The aims of the current study are threefold: (1) to establish whether decision making related to facial recognition can be biased by contextual information; (2) to assess whether or not superior facial recognition skills attenuate the influence of contextual information on face recognition; (3) to investigate if the effects of bias are attenuated in high‐quality evidence conditions when compared to low‐quality evidence conditions.
MATERIALS AND METHODS
2
Design
2.1
The study employed a 3 × 2 × 2 mixed factor experimental design; Bias (positive bias vs. negative bias vs. no bias) and target presence (absent vs. present) were within group, and evidence strength (weak video evidence vs. strong video evidence) was the between group factor. Target presence was utilized as the accuracy of facial recognition can differ depending on whether the target is present or not, with accuracy decreasing in target absent conditions [36, 37]. Three dependent measures were utilized: (1) decision confidence; (2) decision accuracy; (3) decision response time. These measures will be further explained in the materials.
Ethical approval was gained from the relevant institutional body prior to commencing the research.
Participants
2.2
Participants were recruited using Prolific (www.prolific.co), which is a web‐based platform that supports researchers in recruiting participants online. They were randomly allocated to either the strong or weak video evidence condition.
There were 195 participants (gender: 124 men, 68 women, two non‐binary individuals, one person who preferred not to say; sex: 125 males, 68 females, 2 prefer not to say) recruited for the study. The average age of the participants was 26.86 (SD = 9.42). In relation to ethnicity, the following demographics were recorded: 36 White British; 128 White other; one White Irish; five Black African; six identified as other mixed background; four preferred not to say; two Asian Indian; three from “any other Asian background”; two mixed white and Asian; one mixed White and Black Caribbean; two Black Caribbean; one Asian Pakistani; three Chinese; one other Black background.
Materials
2.3
CFMT+
2.3.1
The CFMT+ (an addition to the CFMT) was utilized to measure the facial recognition abilities of our participants.
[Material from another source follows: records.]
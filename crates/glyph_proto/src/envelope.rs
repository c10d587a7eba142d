//! Authenticated message/file envelope (C5): build on send, validate on
//! receive. The relay server sees only this structure — `sessionId`,
//! routing ids, and opaque ciphertext.
//!
//! Decrypt enforces, in order: structural validity, freshness, ordering,
//! replay, then integrity. The first failing check wins; only integrity
//! failure reaches the AEAD primitive at all, so a tampered envelope never
//! pays for a tag check it cannot need.

use serde::{Deserialize, Serialize};

use glyph_crypto::aead;

use crate::error::ProtoError;
use crate::wire::{b64array, b64vec};

/// ±120 s, per §4.5.
pub const FRESHNESS_WINDOW_MS: i64 = 120_000;

/// Fields common to all three envelope kinds.
#[derive(Debug, Clone, Serialize, Deserialize)]
pub struct EnvelopeCore {
    pub session_id: String,
    pub sender: String,
    pub receiver: String,
    #[serde(with = "b64vec")]
    pub ciphertext: Vec<u8>,
    #[serde(with = "b64array")]
    pub iv: [u8; 12],
    #[serde(rename = "authTag", with = "b64array")]
    pub auth_tag: [u8; 16],
    pub timestamp: i64,
    pub seq: u64,
    #[serde(with = "b64array")]
    pub nonce: [u8; 16],
}

#[derive(Debug, Clone, Serialize, Deserialize)]
pub struct FileMetaInfo {
    pub filename: String,
    pub size: u64,
    pub mimetype: String,
    pub total_chunks: u32,
}

#[derive(Debug, Clone, Serialize, Deserialize)]
pub struct FileChunkInfo {
    pub chunk_index: u32,
    pub total_chunks: u32,
}

#[derive(Debug, Clone, Serialize, Deserialize)]
#[serde(tag = "type")]
pub enum Envelope {
    #[serde(rename = "MSG")]
    Msg {
        #[serde(flatten)]
        core: EnvelopeCore,
    },
    #[serde(rename = "FILE_META")]
    FileMeta {
        #[serde(flatten)]
        core: EnvelopeCore,
        meta: FileMetaInfo,
    },
    #[serde(rename = "FILE_CHUNK")]
    FileChunk {
        #[serde(flatten)]
        core: EnvelopeCore,
        meta: FileChunkInfo,
    },
}

impl Envelope {
    pub fn core(&self) -> &EnvelopeCore {
        match self {
            Envelope::Msg { core } => core,
            Envelope::FileMeta { core, .. } => core,
            Envelope::FileChunk { core, .. } => core,
        }
    }
}

/// Tracks per-session ordering and the nonce-replay window. The session
/// keystore (C3) is the real owner of this state; implementations there
/// satisfy this trait so the codec never needs to know about storage.
pub trait ReplayGuard {
    fn last_seq(&self) -> u64;
    fn advance_seq(&mut self, seq: u64);
    fn has_seen_nonce_hash(&self, nonce_hash: &[u8; 32]) -> bool;
    fn record_nonce_hash(&mut self, nonce_hash: [u8; 32]);
}

/// Monotonic per-session sequence allocator used on the send path, seeded
/// from a session's `lastSeq` at load time.
#[derive(Debug)]
pub struct SequenceAllocator {
    next: u64,
}

impl SequenceAllocator {
    pub fn seeded_from(last_seq: u64) -> Self {
        Self { next: last_seq + 1 }
    }

    pub fn next(&mut self) -> u64 {
        let seq = self.next;
        self.next += 1;
        seq
    }
}

/// Build a `MSG` envelope. `seq` must come from [`SequenceAllocator::next`]
/// seeded from the session's `lastSeq`.
pub fn seal_message(
    send_key: &[u8; 32],
    session_id: &str,
    sender: &str,
    receiver: &str,
    seq: u64,
    now_ms: i64,
    plaintext: &str,
) -> Result<Envelope, ProtoError> {
    let sealed = aead::seal(send_key, plaintext.as_bytes(), b"")?;
    let core = EnvelopeCore {
        session_id: session_id.to_string(),
        sender: sender.to_string(),
        receiver: receiver.to_string(),
        ciphertext: sealed.ciphertext,
        iv: sealed.iv,
        auth_tag: sealed.tag,
        timestamp: now_ms,
        seq,
        nonce: glyph_crypto::hash::random_array::<16>(),
    };
    Ok(Envelope::Msg { core })
}

/// Validate and decrypt a `MSG` envelope. On acceptance, `guard` is updated
/// with the new `lastSeq` and nonce hash; on rejection, `guard` is left
/// untouched and the specific [`ProtoError`] names the failure kind so the
/// caller can route it to the security log (C8). An exact redelivery (same
/// seq, same nonce) still fails ordering first per §4.5, but carries
/// `OrderingError { replayed: true, .. }` so callers can still log it as a
/// replay attempt rather than a plain seq mismatch.
pub fn open_message(
    recv_key: &[u8; 32],
    envelope: &Envelope,
    guard: &mut impl ReplayGuard,
    now_ms: i64,
) -> Result<String, ProtoError> {
    let core = match envelope {
        Envelope::Msg { core } => core,
        _ => return Err(ProtoError::MalformedEnvelope("expected MSG envelope".into())),
    };

    validate_freshness(core.timestamp, now_ms)?;
    let nonce_hash = glyph_crypto::hash::sha256(&core.nonce);
    let replayed = guard.has_seen_nonce_hash(&nonce_hash);
    validate_ordering(core.seq, guard.last_seq(), replayed)?;
    if replayed {
        return Err(ProtoError::ReplayError);
    }

    let plaintext = aead::open(recv_key, &core.iv, &core.ciphertext, &core.auth_tag)?;
    let text = String::from_utf8(plaintext.to_vec())
        .map_err(|e| ProtoError::MalformedEnvelope(e.to_string()))?;

    guard.advance_seq(core.seq);
    guard.record_nonce_hash(nonce_hash);
    Ok(text)
}

fn validate_freshness(timestamp: i64, now_ms: i64) -> Result<(), ProtoError> {
    if (now_ms - timestamp).abs() > FRESHNESS_WINDOW_MS {
        return Err(ProtoError::FreshnessError);
    }
    Ok(())
}

fn validate_ordering(seq: u64, last_seq: u64, replayed: bool) -> Result<(), ProtoError> {
    if seq == 0 || seq <= last_seq {
        return Err(ProtoError::OrderingError {
            seq,
            last_seq,
            replayed,
        });
    }
    Ok(())
}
In the initial learning phase (18 trials) of the CFMT, participants are shown six target faces (from three various angles) and then given three recognition tests for each face [38]. In the second block (30 trials), individuals are tested in their recognition of the initial six faces in new images of the faces from different perceptual angles [20]. In the third block (24 trials), participants are once again tested in their ability to recognize the targets in new images of their faces from various viewpoints, with extra visual noise added [20]. The CFMT+ extends the original test by providing an additional block (30 trials) where the images are degraded and vary regarding the amount of information available, emotionality, and facial poses. Maximum performance on the CFMT+ is 102, with super‐recognizer groups having a mean score of 95 in previous research [19, 20]. As only one participant in the current study could be categorized as a super‐recognizer under this definition, the CFMT+ score was used as a covariate, with higher scores denoting greater facial recognition abilities and lower scores highlighting poorer facial recognition abilities. Russell et al. 20 shared the CMFT+ with the research team.
Example face from phase one of the CFMT+ study section. This figure reprinted with permission from: Russell et al. [20].
Example of response options and associated faces from phase one of the CFMT+ study section. This figure reprinted with permission from: Russell et al. [20].
Face memory task
2.3.2
The face memory task required participants to view a CCTV video of a person walking along a corridor (lasting approximately 5 s). In the real world, CCTV technology develops quickly, and each individual setup will have different limitations (positioning, lighting, affordability of products with different resolutions, and features such as motion‐tracking). There are many possible ways to adjust image “quality” to reflect real‐world scenarios. In the current study, participants were randomly allocated into either “strong video evidence” (resolution of 640 × 480 pixels) or “weak video evidence” (resolution 192 × 144 pixels) group; the same videos and images were used here, only the quality of the videos varied. While face recognition abilities have been shown to be tolerant to distortions of still‐images, they seem to be significantly influenced by distortions of video footage; though interestingly, face recognition experts may have some resilience to poor‐quality images [39]. Identification of unfamiliar people from poor‐quality CCTV footage is difficult [40] and pixelation (i.e., lower resolutions) has been shown to degrade and eventually prevent face recognition [41, 42]. The original videos and the images (discussed later) were created by Bobak et al. [43], and were shared with the current research team.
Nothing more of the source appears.